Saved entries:
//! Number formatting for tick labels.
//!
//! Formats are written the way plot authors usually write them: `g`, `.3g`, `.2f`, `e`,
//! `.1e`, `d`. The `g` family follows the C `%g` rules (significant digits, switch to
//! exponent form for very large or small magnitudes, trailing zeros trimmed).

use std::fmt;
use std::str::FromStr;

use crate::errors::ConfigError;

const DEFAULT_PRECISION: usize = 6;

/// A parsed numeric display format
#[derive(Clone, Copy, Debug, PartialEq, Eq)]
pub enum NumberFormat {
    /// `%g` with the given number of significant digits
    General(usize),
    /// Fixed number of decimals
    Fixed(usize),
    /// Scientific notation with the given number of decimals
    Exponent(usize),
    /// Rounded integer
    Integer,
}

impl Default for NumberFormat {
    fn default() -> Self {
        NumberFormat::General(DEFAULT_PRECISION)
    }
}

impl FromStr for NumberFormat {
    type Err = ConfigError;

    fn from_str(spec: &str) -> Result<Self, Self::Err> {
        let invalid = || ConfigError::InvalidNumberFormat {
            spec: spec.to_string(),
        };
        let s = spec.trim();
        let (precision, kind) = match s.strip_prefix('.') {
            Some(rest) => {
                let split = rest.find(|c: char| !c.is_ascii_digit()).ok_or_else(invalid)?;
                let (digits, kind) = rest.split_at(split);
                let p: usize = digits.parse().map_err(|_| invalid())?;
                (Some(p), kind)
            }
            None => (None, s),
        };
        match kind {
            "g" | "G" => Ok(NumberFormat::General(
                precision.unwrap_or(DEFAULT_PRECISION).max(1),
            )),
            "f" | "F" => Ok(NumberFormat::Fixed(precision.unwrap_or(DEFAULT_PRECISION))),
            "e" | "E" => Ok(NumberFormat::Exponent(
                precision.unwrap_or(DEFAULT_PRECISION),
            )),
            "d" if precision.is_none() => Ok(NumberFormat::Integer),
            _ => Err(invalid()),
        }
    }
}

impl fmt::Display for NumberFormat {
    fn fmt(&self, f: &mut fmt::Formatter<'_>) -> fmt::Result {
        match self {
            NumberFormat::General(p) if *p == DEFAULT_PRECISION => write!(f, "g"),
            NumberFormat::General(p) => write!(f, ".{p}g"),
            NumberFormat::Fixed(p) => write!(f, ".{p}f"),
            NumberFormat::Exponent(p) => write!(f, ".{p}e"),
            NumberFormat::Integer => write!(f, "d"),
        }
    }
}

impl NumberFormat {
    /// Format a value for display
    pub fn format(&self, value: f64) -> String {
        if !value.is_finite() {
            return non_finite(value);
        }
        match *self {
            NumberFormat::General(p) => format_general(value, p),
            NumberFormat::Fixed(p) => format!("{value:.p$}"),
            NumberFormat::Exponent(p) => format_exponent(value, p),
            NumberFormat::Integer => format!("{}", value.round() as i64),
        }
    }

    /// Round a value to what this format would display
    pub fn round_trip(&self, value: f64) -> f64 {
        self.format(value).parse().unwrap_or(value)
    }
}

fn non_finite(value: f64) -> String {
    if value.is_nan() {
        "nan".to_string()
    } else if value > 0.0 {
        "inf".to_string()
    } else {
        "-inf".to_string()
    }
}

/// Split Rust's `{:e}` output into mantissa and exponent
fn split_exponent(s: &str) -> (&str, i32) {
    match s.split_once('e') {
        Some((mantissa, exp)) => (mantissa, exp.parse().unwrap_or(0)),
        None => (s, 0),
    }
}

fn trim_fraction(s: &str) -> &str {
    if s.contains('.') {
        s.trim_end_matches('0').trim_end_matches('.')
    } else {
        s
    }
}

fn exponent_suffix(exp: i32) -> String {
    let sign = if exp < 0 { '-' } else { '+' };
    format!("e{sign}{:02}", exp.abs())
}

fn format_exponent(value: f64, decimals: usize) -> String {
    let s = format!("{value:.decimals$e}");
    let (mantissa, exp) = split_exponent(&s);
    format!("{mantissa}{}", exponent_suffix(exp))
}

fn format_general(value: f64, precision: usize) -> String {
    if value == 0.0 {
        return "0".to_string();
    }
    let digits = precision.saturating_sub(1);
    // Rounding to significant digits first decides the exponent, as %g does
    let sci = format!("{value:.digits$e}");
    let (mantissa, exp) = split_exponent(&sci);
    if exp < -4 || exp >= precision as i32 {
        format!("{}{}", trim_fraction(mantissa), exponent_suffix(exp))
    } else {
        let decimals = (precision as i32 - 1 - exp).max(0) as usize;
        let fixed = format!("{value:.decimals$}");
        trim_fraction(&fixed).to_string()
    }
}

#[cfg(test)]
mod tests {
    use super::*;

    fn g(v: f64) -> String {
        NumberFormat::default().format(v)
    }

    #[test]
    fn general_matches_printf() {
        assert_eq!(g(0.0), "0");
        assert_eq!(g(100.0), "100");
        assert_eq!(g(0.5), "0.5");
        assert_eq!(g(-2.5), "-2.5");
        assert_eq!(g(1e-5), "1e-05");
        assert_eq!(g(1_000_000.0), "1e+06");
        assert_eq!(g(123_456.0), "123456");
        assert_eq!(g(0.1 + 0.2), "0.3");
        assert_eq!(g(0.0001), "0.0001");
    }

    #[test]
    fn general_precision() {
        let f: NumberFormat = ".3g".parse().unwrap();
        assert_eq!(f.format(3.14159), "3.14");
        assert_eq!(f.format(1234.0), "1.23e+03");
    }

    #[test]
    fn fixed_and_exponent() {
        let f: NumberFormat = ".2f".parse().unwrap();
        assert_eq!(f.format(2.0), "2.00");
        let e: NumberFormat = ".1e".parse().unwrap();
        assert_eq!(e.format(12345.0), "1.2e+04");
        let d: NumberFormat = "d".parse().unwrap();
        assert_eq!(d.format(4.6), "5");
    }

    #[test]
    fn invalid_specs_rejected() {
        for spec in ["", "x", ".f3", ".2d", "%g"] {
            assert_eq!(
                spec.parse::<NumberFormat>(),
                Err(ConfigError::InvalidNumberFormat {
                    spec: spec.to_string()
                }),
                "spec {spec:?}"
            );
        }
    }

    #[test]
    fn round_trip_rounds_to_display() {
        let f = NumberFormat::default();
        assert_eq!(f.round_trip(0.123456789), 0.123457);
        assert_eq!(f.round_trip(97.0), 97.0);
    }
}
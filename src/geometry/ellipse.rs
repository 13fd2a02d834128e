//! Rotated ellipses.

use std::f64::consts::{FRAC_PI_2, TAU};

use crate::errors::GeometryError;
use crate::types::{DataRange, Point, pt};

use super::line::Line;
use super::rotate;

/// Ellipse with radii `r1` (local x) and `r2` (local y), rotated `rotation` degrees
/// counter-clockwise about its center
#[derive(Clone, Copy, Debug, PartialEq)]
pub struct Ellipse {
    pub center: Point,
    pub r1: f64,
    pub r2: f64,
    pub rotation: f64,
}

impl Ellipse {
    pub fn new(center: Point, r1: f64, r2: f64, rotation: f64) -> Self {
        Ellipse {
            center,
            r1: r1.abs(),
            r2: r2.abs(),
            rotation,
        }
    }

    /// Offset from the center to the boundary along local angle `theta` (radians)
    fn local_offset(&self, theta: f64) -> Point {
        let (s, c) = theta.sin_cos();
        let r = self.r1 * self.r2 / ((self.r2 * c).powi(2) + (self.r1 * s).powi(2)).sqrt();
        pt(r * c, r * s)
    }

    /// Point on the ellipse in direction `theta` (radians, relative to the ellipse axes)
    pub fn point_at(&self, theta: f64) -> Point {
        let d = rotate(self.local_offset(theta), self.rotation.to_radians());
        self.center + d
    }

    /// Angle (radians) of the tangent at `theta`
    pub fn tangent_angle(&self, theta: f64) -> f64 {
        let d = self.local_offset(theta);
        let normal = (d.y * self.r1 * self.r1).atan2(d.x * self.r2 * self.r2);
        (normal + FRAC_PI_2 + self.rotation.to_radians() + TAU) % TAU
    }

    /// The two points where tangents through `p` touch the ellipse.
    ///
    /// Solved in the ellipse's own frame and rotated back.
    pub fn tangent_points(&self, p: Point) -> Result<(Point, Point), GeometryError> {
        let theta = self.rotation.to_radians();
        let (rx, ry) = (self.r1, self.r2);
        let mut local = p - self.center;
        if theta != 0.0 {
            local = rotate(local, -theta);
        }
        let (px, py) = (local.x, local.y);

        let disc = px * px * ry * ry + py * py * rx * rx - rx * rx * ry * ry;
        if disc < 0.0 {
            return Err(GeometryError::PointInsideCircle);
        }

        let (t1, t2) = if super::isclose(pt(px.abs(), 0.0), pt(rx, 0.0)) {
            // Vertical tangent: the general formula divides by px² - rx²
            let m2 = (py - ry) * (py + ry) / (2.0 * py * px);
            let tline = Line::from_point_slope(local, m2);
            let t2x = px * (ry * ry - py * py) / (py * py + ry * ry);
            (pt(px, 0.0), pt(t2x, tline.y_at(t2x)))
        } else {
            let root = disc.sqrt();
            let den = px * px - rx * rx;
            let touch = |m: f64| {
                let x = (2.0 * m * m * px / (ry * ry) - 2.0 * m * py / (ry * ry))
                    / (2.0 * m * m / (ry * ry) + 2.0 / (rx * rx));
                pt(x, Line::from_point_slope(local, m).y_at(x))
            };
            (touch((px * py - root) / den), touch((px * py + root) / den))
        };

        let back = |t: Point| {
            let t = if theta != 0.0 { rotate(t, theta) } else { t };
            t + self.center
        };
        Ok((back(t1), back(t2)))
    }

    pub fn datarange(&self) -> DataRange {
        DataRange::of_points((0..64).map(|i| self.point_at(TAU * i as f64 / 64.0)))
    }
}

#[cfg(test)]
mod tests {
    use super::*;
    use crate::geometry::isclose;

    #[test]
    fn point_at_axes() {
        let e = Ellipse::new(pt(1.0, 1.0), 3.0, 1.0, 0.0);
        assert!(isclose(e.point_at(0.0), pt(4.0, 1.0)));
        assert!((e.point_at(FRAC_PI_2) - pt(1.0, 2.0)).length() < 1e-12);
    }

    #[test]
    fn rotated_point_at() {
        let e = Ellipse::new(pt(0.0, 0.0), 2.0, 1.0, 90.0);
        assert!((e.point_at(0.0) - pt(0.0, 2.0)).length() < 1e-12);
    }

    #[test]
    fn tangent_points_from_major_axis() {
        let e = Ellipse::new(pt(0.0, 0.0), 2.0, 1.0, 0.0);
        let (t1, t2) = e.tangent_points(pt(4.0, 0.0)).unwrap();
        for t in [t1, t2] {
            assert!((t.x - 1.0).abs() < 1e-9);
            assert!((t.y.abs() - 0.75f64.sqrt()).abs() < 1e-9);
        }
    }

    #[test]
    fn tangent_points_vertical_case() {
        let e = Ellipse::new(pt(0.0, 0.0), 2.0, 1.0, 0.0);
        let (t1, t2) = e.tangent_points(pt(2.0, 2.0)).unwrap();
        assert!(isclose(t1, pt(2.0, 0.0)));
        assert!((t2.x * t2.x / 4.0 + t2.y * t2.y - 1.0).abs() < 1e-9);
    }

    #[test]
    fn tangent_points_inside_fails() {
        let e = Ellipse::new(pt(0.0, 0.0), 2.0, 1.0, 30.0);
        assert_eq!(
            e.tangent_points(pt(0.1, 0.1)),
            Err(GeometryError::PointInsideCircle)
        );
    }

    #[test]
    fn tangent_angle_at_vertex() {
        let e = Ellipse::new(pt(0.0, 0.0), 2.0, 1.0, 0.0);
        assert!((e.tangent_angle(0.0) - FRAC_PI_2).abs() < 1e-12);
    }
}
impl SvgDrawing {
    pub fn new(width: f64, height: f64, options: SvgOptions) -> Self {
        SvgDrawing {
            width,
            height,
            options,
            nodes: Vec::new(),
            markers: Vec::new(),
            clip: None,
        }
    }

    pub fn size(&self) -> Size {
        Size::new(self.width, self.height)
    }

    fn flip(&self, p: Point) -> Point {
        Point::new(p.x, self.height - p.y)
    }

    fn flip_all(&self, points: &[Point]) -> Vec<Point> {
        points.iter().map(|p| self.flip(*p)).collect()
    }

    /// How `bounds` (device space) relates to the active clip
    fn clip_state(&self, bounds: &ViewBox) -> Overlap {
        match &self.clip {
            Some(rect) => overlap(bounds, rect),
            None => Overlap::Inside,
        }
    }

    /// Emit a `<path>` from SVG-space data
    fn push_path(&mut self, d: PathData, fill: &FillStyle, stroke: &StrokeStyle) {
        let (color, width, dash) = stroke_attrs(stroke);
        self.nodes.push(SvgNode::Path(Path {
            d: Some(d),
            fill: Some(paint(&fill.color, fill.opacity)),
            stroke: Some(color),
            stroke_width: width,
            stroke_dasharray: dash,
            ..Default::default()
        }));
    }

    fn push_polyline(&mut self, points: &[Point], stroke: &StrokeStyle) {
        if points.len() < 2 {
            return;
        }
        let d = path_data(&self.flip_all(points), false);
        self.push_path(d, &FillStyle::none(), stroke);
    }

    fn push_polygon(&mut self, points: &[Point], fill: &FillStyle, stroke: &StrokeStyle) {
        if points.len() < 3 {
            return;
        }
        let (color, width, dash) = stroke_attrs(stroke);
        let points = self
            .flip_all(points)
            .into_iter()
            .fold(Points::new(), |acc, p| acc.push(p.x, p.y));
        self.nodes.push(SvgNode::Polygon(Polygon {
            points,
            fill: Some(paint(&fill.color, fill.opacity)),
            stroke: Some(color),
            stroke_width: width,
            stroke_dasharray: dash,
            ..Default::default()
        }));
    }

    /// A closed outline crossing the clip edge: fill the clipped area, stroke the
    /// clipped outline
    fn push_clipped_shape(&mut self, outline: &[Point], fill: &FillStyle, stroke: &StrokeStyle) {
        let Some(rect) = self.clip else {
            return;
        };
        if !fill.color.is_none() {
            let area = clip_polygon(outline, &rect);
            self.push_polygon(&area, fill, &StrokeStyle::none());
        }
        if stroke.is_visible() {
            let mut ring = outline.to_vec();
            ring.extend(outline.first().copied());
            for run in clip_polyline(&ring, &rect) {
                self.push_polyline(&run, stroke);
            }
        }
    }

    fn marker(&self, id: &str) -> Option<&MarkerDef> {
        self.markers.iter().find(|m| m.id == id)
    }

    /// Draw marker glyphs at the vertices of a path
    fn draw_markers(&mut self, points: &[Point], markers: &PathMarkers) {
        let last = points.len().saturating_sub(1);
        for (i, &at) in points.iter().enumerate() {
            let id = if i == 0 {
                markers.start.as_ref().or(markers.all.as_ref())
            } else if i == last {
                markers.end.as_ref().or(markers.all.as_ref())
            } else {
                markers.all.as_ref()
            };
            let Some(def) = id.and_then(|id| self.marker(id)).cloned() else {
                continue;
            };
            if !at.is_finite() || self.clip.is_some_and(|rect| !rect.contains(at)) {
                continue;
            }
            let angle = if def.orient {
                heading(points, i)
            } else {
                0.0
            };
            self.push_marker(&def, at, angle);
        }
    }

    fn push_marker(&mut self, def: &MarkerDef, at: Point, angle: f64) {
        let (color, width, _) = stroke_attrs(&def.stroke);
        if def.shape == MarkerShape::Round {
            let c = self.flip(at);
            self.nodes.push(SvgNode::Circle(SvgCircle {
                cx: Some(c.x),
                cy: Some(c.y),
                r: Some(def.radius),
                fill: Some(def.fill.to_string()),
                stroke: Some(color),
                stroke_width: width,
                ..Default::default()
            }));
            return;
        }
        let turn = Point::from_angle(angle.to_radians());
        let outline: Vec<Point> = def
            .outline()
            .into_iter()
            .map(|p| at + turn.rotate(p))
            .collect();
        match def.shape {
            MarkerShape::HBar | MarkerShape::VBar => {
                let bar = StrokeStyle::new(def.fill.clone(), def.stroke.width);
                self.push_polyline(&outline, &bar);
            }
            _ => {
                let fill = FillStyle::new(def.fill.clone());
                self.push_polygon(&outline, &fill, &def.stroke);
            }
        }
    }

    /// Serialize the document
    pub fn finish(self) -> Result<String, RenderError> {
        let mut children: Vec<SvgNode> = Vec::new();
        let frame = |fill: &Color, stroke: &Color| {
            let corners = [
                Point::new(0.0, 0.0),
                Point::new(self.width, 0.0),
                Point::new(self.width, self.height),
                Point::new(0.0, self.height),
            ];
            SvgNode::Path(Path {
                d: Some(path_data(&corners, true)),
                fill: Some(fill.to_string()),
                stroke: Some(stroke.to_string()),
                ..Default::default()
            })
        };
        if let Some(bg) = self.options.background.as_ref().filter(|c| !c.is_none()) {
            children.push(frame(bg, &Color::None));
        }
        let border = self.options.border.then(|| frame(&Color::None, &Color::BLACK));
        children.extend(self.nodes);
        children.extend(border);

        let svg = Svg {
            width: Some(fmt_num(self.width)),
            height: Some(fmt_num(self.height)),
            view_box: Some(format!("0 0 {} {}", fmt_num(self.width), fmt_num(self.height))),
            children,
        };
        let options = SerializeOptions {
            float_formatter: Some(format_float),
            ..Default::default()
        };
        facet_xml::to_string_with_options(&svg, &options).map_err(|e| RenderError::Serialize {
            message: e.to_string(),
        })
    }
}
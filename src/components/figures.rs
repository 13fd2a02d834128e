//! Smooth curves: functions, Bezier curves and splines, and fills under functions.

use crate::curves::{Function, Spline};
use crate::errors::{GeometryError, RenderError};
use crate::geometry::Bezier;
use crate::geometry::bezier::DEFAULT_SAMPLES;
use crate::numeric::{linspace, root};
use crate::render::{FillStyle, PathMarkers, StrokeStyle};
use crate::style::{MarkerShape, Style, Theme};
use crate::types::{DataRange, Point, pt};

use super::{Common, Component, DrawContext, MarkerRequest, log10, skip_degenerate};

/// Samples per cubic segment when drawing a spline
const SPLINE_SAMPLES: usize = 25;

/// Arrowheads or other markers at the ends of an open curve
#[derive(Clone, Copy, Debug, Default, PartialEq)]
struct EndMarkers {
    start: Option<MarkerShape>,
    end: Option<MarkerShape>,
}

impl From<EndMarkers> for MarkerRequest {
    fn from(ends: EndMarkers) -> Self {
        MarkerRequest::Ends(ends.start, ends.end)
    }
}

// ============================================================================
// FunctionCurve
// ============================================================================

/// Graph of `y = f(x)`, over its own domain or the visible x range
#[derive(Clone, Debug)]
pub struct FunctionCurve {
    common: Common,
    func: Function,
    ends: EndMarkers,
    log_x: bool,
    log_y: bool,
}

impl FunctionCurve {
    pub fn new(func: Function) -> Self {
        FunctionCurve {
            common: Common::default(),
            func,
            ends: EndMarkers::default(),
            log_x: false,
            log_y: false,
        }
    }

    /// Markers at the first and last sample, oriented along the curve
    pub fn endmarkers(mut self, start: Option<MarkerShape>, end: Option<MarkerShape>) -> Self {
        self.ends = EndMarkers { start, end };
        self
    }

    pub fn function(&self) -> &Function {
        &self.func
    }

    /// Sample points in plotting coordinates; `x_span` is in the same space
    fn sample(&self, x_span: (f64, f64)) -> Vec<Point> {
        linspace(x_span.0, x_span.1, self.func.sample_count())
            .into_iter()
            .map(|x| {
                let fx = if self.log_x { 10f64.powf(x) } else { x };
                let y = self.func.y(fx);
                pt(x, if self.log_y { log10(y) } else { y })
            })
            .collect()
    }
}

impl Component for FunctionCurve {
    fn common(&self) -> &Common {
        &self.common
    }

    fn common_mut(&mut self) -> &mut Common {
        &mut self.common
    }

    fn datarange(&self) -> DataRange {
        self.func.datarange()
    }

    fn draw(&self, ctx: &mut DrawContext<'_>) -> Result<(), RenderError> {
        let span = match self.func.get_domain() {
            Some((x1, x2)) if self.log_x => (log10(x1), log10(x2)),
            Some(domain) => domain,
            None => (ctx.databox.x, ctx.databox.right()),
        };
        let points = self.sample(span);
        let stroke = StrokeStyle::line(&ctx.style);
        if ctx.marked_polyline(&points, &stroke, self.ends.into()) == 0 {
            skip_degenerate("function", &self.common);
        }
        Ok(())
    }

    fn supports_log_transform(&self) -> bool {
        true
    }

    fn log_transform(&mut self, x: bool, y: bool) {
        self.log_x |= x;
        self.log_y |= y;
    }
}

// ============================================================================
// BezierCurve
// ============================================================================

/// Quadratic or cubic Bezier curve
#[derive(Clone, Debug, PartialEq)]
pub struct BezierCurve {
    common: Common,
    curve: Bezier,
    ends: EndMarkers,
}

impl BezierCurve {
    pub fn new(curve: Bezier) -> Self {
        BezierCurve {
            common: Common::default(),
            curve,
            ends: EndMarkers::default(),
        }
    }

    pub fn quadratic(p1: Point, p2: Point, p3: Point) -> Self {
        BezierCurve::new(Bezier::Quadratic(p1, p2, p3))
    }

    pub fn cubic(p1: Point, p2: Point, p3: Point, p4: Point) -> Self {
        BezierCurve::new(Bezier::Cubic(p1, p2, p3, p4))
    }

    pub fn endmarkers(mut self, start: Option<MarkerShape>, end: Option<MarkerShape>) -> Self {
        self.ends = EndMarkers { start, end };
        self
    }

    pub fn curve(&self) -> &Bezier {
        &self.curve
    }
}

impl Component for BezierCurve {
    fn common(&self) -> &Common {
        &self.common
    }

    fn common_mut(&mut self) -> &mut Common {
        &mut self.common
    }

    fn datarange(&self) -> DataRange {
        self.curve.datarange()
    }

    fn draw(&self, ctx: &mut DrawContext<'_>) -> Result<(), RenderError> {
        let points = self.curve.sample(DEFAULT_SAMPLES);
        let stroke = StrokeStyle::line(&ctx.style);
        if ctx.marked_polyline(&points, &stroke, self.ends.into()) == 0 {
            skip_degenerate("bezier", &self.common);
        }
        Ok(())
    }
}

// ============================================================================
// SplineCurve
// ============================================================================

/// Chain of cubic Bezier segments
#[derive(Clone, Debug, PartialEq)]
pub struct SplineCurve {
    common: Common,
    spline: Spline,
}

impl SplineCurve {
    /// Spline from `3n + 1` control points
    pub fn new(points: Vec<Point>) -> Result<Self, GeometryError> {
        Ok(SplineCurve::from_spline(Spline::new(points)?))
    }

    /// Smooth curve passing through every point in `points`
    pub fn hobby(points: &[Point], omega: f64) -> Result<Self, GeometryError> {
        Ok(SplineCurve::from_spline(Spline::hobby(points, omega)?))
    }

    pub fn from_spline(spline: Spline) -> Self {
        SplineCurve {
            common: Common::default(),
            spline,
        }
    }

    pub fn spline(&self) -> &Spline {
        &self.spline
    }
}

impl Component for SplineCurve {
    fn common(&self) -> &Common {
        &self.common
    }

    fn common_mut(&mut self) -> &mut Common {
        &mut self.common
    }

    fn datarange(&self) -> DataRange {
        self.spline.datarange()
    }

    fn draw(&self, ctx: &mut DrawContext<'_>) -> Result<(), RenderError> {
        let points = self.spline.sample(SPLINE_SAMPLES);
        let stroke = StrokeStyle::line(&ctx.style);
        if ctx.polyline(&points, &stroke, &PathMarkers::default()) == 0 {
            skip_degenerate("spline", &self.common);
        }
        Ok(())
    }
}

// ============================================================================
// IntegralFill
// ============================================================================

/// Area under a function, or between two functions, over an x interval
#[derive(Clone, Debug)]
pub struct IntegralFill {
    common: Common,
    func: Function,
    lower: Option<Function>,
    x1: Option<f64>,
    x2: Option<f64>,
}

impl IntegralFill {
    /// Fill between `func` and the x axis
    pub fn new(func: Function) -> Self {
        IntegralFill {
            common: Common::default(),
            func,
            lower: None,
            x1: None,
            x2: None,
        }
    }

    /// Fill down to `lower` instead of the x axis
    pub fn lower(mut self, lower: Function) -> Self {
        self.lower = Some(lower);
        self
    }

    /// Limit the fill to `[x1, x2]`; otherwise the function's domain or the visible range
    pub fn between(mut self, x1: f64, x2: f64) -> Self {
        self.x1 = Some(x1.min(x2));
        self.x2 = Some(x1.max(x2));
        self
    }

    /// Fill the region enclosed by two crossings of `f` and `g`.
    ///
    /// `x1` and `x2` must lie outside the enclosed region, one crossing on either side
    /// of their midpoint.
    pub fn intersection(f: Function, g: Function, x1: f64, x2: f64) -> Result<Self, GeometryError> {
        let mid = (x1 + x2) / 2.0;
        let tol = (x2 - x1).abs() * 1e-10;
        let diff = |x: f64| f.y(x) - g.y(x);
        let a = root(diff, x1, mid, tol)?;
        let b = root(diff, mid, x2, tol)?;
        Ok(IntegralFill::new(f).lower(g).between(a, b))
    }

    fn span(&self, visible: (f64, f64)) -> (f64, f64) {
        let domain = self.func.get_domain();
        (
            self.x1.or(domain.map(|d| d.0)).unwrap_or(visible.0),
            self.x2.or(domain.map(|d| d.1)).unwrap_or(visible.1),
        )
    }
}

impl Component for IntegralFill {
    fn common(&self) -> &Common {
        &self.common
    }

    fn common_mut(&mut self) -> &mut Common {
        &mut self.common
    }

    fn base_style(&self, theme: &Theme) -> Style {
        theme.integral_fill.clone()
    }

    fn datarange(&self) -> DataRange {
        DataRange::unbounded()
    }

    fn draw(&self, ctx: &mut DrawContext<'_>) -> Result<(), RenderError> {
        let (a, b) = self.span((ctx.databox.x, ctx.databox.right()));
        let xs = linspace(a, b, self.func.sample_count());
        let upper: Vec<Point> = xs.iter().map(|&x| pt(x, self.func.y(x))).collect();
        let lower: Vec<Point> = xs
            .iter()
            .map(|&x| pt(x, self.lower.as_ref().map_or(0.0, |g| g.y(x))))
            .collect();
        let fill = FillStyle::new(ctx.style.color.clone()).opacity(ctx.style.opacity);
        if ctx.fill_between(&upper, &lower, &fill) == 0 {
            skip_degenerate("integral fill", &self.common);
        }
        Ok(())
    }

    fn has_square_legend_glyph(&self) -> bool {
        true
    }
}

**EXERCISE:**
Establish how many lines of the records contain the string "MarkerRequest" and state that number without elaboration.

**SOLUTION TO THIS PROBLEM:**
3